_EXERCISE AIM_
The lines to be copied are those below that contain "filter".

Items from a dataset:
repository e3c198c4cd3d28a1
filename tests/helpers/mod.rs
pub mod setup;
pub mod utils;
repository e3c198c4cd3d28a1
use healthsphere_domain::{Entity, ID};
use std::sync::Mutex;

/// Useful functions for creating inmemory repositories.
///
/// Every function holds the collection lock for its whole duration, so a
/// reader never observes a half finished write and always gets an owned copy.

pub fn insert<T: Clone>(val: &T, collection: &Mutex<Vec<T>>) {
    let mut collection = collection.lock().unwrap();
    collection.push(val.clone());
}

pub fn find<T: Clone + Entity>(val_id: &ID, collection: &Mutex<Vec<T>>) -> Option<T> {
    let collection = collection.lock().unwrap();
    collection.iter().find(|item| item.id() == val_id).cloned()
}

pub fn find_by<T: Clone, F: FnMut(&T) -> bool>(
    collection: &Mutex<Vec<T>>,
    mut compare: F,
) -> Vec<T> {
    let collection = collection.lock().unwrap();
    let mut items = Vec::new();
    for item in collection.iter() {
        if compare(item) {
            items.push(item.clone());
        }
    }
    items
}

pub fn count<T>(collection: &Mutex<Vec<T>>) -> usize {
    collection.lock().unwrap().len()
}
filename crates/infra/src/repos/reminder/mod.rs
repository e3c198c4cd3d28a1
mod inmemory;

pub use inmemory::InMemoryReminderRepo;
use healthsphere_domain::{Reminder, ID};

/// Append only store of every accepted `Reminder`.
///
/// There is intentionally no update or delete, a `Reminder` lives for as
/// long as the process does.
#[async_trait::async_trait]
pub trait IReminderRepo: Send + Sync {
    async fn insert(&self, reminder: &Reminder) -> anyhow::Result<()>;
    async fn find(&self, reminder_id: &ID) -> Option<Reminder>;
    async fn find_by_phone(&self, phone_number: &str) -> Vec<Reminder>;
    /// Snapshot of all reminders, safe to iterate while new ones are inserted
    async fn find_all(&self) -> anyhow::Result<Vec<Reminder>>;
    async fn count(&self) -> usize;
}
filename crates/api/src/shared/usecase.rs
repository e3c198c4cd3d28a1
use healthsphere_infra::HealthContext;
use std::fmt::Debug;
use tracing::warn;

#[async_trait::async_trait(?Send)]
pub trait UseCase: Debug {
    type Response;
    type Error;

    const NAME: &'static str;

    async fn execute(&mut self, ctx: &HealthContext) -> Result<Self::Response, Self::Error>;
}

#[tracing::instrument(name = "Executing usecase", skip(usecase, ctx), fields(usecase = U::NAME))]
pub async fn execute<U>(mut usecase: U, ctx: &HealthContext) -> Result<U::Response, U::Error>
where
    U: UseCase,
    U::Error: Debug,
{
    let res = usecase.execute(ctx).await;

    if let Err(e) = &res {
        warn!("Use case {} failed: {:?}", U::NAME, e);
    }

    res
}
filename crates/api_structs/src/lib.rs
mod reminder;
mod shared;

pub mod dtos {
    pub use crate::reminder::dtos::*;
}

pub use crate::reminder::api::*;
pub use crate::shared::MessageResponse;
use crate::shared::entity::{Entity, ID};
use chrono::{DateTime, Datelike, NaiveTime, TimeZone, Timelike, Weekday};
use thiserror::Error;

/// A `Reminder` tells the owner of `phone_number` to take `pill_name`
/// at each of `times` on each of `days`.
///
/// A `Reminder` is never modified after it has been accepted.
#[derive(Debug, Clone, PartialEq)]
pub struct Reminder {
    pub id: ID,
    /// Destination of the notifications, `+` followed by 10 to 15 digits
    pub phone_number: String,
    pub pill_name: String,
    /// Number of deliveries per active day, always equal to `times.len()`
    pub frequency: usize,
    pub times: Vec<NaiveTime>,
    pub days: Vec<Weekday>,
}

#[derive(Error, Debug, PartialEq)]
#[error("Expected {frequency} times but got {times}")]
pub struct FrequencyMismatchError {
    pub frequency: usize,
    pub times: usize,
}

impl Reminder {
    pub fn new(
        phone_number: String,
        pill_name: String,
        frequency: usize,
        times: Vec<NaiveTime>,
        days: Vec<Weekday>,
    ) -> Result<Self, FrequencyMismatchError> {
        if times.len() != frequency {
            return Err(FrequencyMismatchError {
                frequency,
                times: times.len(),
            });
        }
        Ok(Self {
            id: Default::default(),
            phone_number,
            pill_name,
            frequency,
            times,
            days,
        })
    }

    /// Whether the wall clock minute `at` falls on one of the active days
    /// and equals one of the delivery times. Seconds are ignored.
    pub fn is_due_at<Tz: TimeZone>(&self, at: &DateTime<Tz>) -> bool {
        let minute = match NaiveTime::from_hms_opt(at.hour(), at.minute(), 0) {
            Some(minute) => minute,
            None => return false,
        };
        self.days.contains(&at.weekday()) && self.times.contains(&minute)
    }

    /// The text delivered to `phone_number` for the wall clock minute `at`
    pub fn message_at<Tz: TimeZone>(&self, at: &DateTime<Tz>) -> String
    where
        Tz::Offset: std::fmt::Display,
    {
        format!(
            "Reminder: Time to take your {} pill! ({})",
            self.pill_name,
            at.format("%H:%M")
        )
    }
}

impl Entity for Reminder {
    fn id(&self) -> &ID {
        &self.id
    }
}
use chrono_tz::Tz;
use thiserror::Error;
use tracing::warn;

const DEFAULT_PORT: usize = 5000;
const DEFAULT_CATCH_UP_MINUTES: i64 = 5;
const DEFAULT_TWILIO_API_BASE_URL: &str = "https://api.twilio.com";

#[derive(Debug, Clone)]
pub struct Config {
    /// Port for the application to run on
    pub port: usize,
    /// Timezone of the wall clock that reminder times and days are
    /// compared against
    pub timezone: Tz,
    /// When a tick of the reminder job is late, the minutes it skipped are
    /// evaluated on the next tick, up to this many of them.
    pub catch_up_minutes: i64,
}

impl Config {
    pub fn new() -> Self {
        let port = parse_env_or("PORT", DEFAULT_PORT);
        let timezone = parse_env_or("REMINDER_TIMEZONE", Tz::UTC);
        let catch_up_minutes = parse_env_or("REMINDER_CATCH_UP_MINUTES", DEFAULT_CATCH_UP_MINUTES);
        let catch_up_minutes = if catch_up_minutes < 0 {
            warn!(
                "REMINDER_CATCH_UP_MINUTES cannot be negative, falling back to {}.",
                DEFAULT_CATCH_UP_MINUTES
            );
            DEFAULT_CATCH_UP_MINUTES
        } else {
            catch_up_minutes
        };

        Self {
            port,
            timezone,
            catch_up_minutes,
        }
    }
}

impl Default for Config {
    fn default() -> Self {
        Self::new()
    }
}

fn parse_env_or<T>(key: &str, default: T) -> T
where
    T: std::str::FromStr + std::fmt::Display,
{
    match std::env::var(key) {
        Ok(value) => match value.parse::<T>() {
            Ok(parsed) => parsed,
            Err(_) => {
                warn!(
                    "The given {}: {} is not valid, falling back to the default: {}.",
                    key, value, default
                );
                default
            }
        },
        Err(_) => default,
    }
}

#[derive(Error, Debug, PartialEq)]
pub enum ConfigError {
    #[error("Missing Twilio configuration: {}", .0.join(", "))]
    MissingTwilioConfig(Vec<&'static str>),
}

/// Credentials of the SMS provider. All of them are required for the
/// reminder subsystem to start.
#[derive(Debug, Clone)]
pub struct TwilioConfig {
    pub account_sid: String,
    pub auth_token: String,
    /// Sender address of every notification
    pub phone_number: String,
    pub api_base_url: String,
}

impl TwilioConfig {
    pub fn from_env() -> Result<Self, ConfigError> {
        Self::from_lookup(|key| std::env::var(key).ok())
    }

    fn from_lookup<F>(lookup: F) -> Result<Self, ConfigError>
    where
        F: Fn(&str) -> Option<String>,
    {
        let required = |key: &'static str, missing: &mut Vec<&'static str>| {
            match lookup(key).filter(|value| !value.is_empty()) {
                Some(value) => value,
                None => {
                    missing.push(key);
                    String::new()
                }
            }
        };

        let mut missing = Vec::new();
        let account_sid = required("TWILIO_ACCOUNT_SID", &mut missing);
        let auth_token = required("TWILIO_AUTH_TOKEN", &mut missing);
        let phone_number = required("TWILIO_PHONE_NUMBER", &mut missing);
        if !missing.is_empty() {
            return Err(ConfigError::MissingTwilioConfig(missing));
        }

        let api_base_url = lookup("TWILIO_API_BASE_URL")
            .filter(|url| !url.is_empty())
            .unwrap_or_else(|| DEFAULT_TWILIO_API_BASE_URL.into());

        Ok(Self {
            account_sid,
            auth_token,
            phone_number,
            api_base_url,
        })
    }
}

_RESPONSE AREA_
            match lookup(key).filter(|value| !value.is_empty()) {
            .filter(|url| !url.is_empty())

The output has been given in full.